━━━ Provided data ━━━
// =============================================================================
// Salesperson & CommissionRecord — settlement-time commission bookkeeping
// =============================================================================

use serde::{Deserialize, Serialize};

/// A salesperson owning a book of customers.
#[derive(Debug, Clone, Serialize, Deserialize)]
pub struct Salesperson {
    pub id: i64,
    /// Linked platform account.
    pub user_id: i64,
    pub sales_code: String,
    pub name: String,
    /// Points earned per settled gram.
    pub commission_rate: f64,
    pub total_points: f64,
    pub month_points: f64,
    pub is_active: bool,
    pub created_at: i64,
    pub updated_at: i64,
}

impl Salesperson {
    pub fn add_points(&mut self, points: f64) {
        self.total_points += points;
        self.month_points += points;
    }
}

/// One commission entry, unique per settled position.
#[derive(Debug, Clone, Serialize, Deserialize)]
pub struct CommissionRecord {
    pub id: i64,
    pub salesperson_id: i64,
    /// Settled position; unique key for idempotency.
    pub position_id: i64,
    pub customer_id: i64,
    pub weight_g: f64,
    /// Rate snapshot at settlement time.
    pub commission_rate: f64,
    pub points: f64,
    pub settled_at: i64,
    pub created_at: i64,
}

/// `points = weight_g * rate`.
pub fn commission_points(weight_g: f64, rate: f64) -> f64 {
    weight_g * rate
}

#[cfg(test)]
mod tests {
    use super::*;

    #[test]
    fn points_are_weight_times_rate() {
        assert_eq!(commission_points(100.0, 0.5), 50.0);
        assert_eq!(commission_points(0.0, 0.5), 0.0);
    }

    #[test]
    fn add_points_tracks_total_and_month() {
        let mut s = Salesperson {
            id: 1,
            user_id: 2,
            sales_code: "S001".into(),
            name: "test".into(),
            commission_rate: 0.1,
            total_points: 5.0,
            month_points: 1.0,
            is_active: true,
            created_at: 0,
            updated_at: 0,
        };
        s.add_points(2.5);
        assert_eq!(s.total_points, 7.5);
        assert_eq!(s.month_points, 3.5);
    }
}
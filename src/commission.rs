// =============================================================================
// Commission hook — assigns points to the owning salesperson after settle
// =============================================================================
//
// Fired asynchronously after a successful settlement. Idempotent per
// position (the commission table holds a unique key on position_id), and a
// failure here never affects the settlement that triggered it.
// =============================================================================

use chrono::Utc;
use tracing::{debug, info};

use crate::error::{AppError, AppResult};
use crate::model::{commission_points, CommissionRecord, PositionStatus};
use crate::store::Store;

#[derive(Clone)]
pub struct CommissionService {
    store: Store,
}

impl CommissionService {
    pub fn new(store: Store) -> Self {
        Self { store }
    }

    /// Create the commission record for a settled position, exactly once.
    ///
    /// Returns the points granted, or `None` when the hook decides to skip
    /// (no owning salesperson, or already processed).
    pub async fn process_settlement(&self, position_id: i64) -> AppResult<Option<f64>> {
        let position = self
            .store
            .find_position(position_id)
            .await?
            .ok_or_else(|| AppError::NotFound("position not found".into()))?;

        if position.status != PositionStatus::Settled {
            return Err(AppError::InvalidState(
                "commission applies to settled positions only".into(),
            ));
        }

        let customer = self
            .store
            .find_user(position.user_id)
            .await?
            .ok_or_else(|| AppError::NotFound("customer not found".into()))?;

        if customer.sales_id == 0 {
            debug!(order_id = %position.order_id, "customer has no salesperson, skipping commission");
            return Ok(None);
        }

        if self
            .store
            .commission_exists_for_position(position.id)
            .await?
        {
            debug!(order_id = %position.order_id, "commission already recorded, skipping");
            return Ok(None);
        }

        let salesperson = self
            .store
            .find_salesperson(customer.sales_id)
            .await?
            .ok_or_else(|| AppError::NotFound("salesperson not found".into()))?;

        let points = commission_points(position.weight_g, salesperson.commission_rate);
        let record = CommissionRecord {
            id: 0,
            salesperson_id: salesperson.id,
            position_id: position.id,
            customer_id: customer.id,
            weight_g: position.weight_g,
            commission_rate: salesperson.commission_rate,
            points,
            settled_at: position.settled_at.unwrap_or_else(|| Utc::now().timestamp()),
            created_at: Utc::now().timestamp(),
        };

        let mut tx = self.store.begin().await?;
        self.store.insert_commission_tx(&mut tx, &record).await?;
        self.store
            .add_salesperson_points_tx(&mut tx, salesperson.id, points)
            .await?;
        tx.commit().await?;

        info!(
            order_id = %position.order_id,
            salesperson_id = salesperson.id,
            weight_g = position.weight_g,
            points,
            "commission recorded"
        );
        Ok(Some(points))
    }
}

// =============================================================================
// Tests
// =============================================================================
━━━
=== Task details ===
Copy the records above. Leave out nothing.

=== Result ===
// =============================================================================
// Salesperson & CommissionRecord — settlement-time commission bookkeeping
// =============================================================================

use serde::{Deserialize, Serialize};

/// A salesperson owning a book of customers.
#[derive(Debug, Clone, Serialize, Deserialize)]
pub struct Salesperson {
    pub id: i64,
    /// Linked platform account.
    pub user_id: i64,
    pub sales_code: String,
    pub name: String,
    /// Points earned per settled gram.
    pub commission_rate: f64,
    pub total_points: f64,
    pub month_points: f64,
    pub is_active: bool,
    pub created_at: i64,
    pub updated_at: i64,
}

impl Salesperson {
    pub fn add_points(&mut self, points: f64) {
        self.total_points += points;
        self.month_points += points;
    }
}

/// One commission entry, unique per settled position.
#[derive(Debug, Clone, Serialize, Deserialize)]
pub struct CommissionRecord {
    pub id: i64,
    pub salesperson_id: i64,
    /// Settled position; unique key for idempotency.
    pub position_id: i64,
    pub customer_id: i64,
    pub weight_g: f64,
    /// Rate snapshot at settlement time.
    pub commission_rate: f64,
    pub points: f64,
    pub settled_at: i64,
    pub created_at: i64,
}

/// `points = weight_g * rate`.
pub fn commission_points(weight_g: f64, rate: f64) -> f64 {
    weight_g * rate
}

#[cfg(test)]
mod tests {
    use super::*;

    #[test]
    fn points_are_weight_times_rate() {
        assert_eq!(commission_points(100.0, 0.5), 50.0);
        assert_eq!(commission_points(0.0, 0.5), 0.0);
    }

    #[test]
    fn add_points_tracks_total_and_month() {
        let mut s = Salesperson {
            id: 1,
            user_id: 2,
            sales_code: "S001".into(),
            name: "test".into(),
            commission_rate: 0.1,
            total_points: 5.0,
            month_points: 1.0,
            is_active: true,
            created_at: 0,
            updated_at: 0,
        };
        s.add_points(2.5);
        assert_eq!(s.total_points, 7.5);
        assert_eq!(s.month_points, 3.5);
    }
}
filename src/commission.rs
// =============================================================================
// Commission hook — assigns points to the owning salesperson after settle
// =============================================================================
//
// Fired asynchronously after a successful settlement. Idempotent per
// position (the commission table holds a unique key on position_id), and a
// failure here never affects the settlement that triggered it.
// =============================================================================

use chrono::Utc;
use tracing::{debug, info};

use crate::error::{AppError, AppResult};
use crate::model::{commission_points, CommissionRecord, PositionStatus};
use crate::store::Store;

#[derive(Clone)]
pub struct CommissionService {
    store: Store,
}

impl CommissionService {
    pub fn new(store: Store) -> Self {
        Self { store }
    }

    /// Create the commission record for a settled position, exactly once.
    ///
    /// Returns the points granted, or `None` when the hook decides to skip
    /// (no owning salesperson, or already processed).
    pub async fn process_settlement(&self, position_id: i64) -> AppResult<Option<f64>> {
        let position = self
            .store
            .find_position(position_id)
            .await?
            .ok_or_else(|| AppError::NotFound("position not found".into()))?;

        if position.status != PositionStatus::Settled {
            return Err(AppError::InvalidState(
                "commission applies to settled positions only".into(),
            ));
        }

        let customer = self
            .store
            .find_user(position.user_id)
            .await?
            .ok_or_else(|| AppError::NotFound("customer not found".into()))?;

        if customer.sales_id == 0 {
            debug!(order_id = %position.order_id, "customer has no salesperson, skipping commission");
            return Ok(None);
        }

        if self
            .store
            .commission_exists_for_position(position.id)
            .await?
        {
            debug!(order_id = %position.order_id, "commission already recorded, skipping");
            return Ok(None);
        }

        let salesperson = self
            .store
            .find_salesperson(customer.sales_id)
            .await?
            .ok_or_else(|| AppError::NotFound("salesperson not found".into()))?;

        let points = commission_points(position.weight_g, salesperson.commission_rate);
        let record = CommissionRecord {
            id: 0,
            salesperson_id: salesperson.id,
            position_id: position.id,
            customer_id: customer.id,
            weight_g: position.weight_g,
            commission_rate: salesperson.commission_rate,
            points,
            settled_at: position.settled_at.unwrap_or_else(|| Utc::now().timestamp()),
            created_at: Utc::now().timestamp(),
        };

        let mut tx = self.store.begin().await?;
        self.store.insert_commission_tx(&mut tx, &record).await?;
        self.store
            .add_salesperson_points_tx(&mut tx, salesperson.id, points)
            .await?;
        tx.commit().await?;

        info!(
            order_id = %position.order_id,
            salesperson_id = salesperson.id,
            weight_g = position.weight_g,
            points,
            "commission recorded"
        );
        Ok(Some(points))
    }
}

// =============================================================================
// Tests
// =============================================================================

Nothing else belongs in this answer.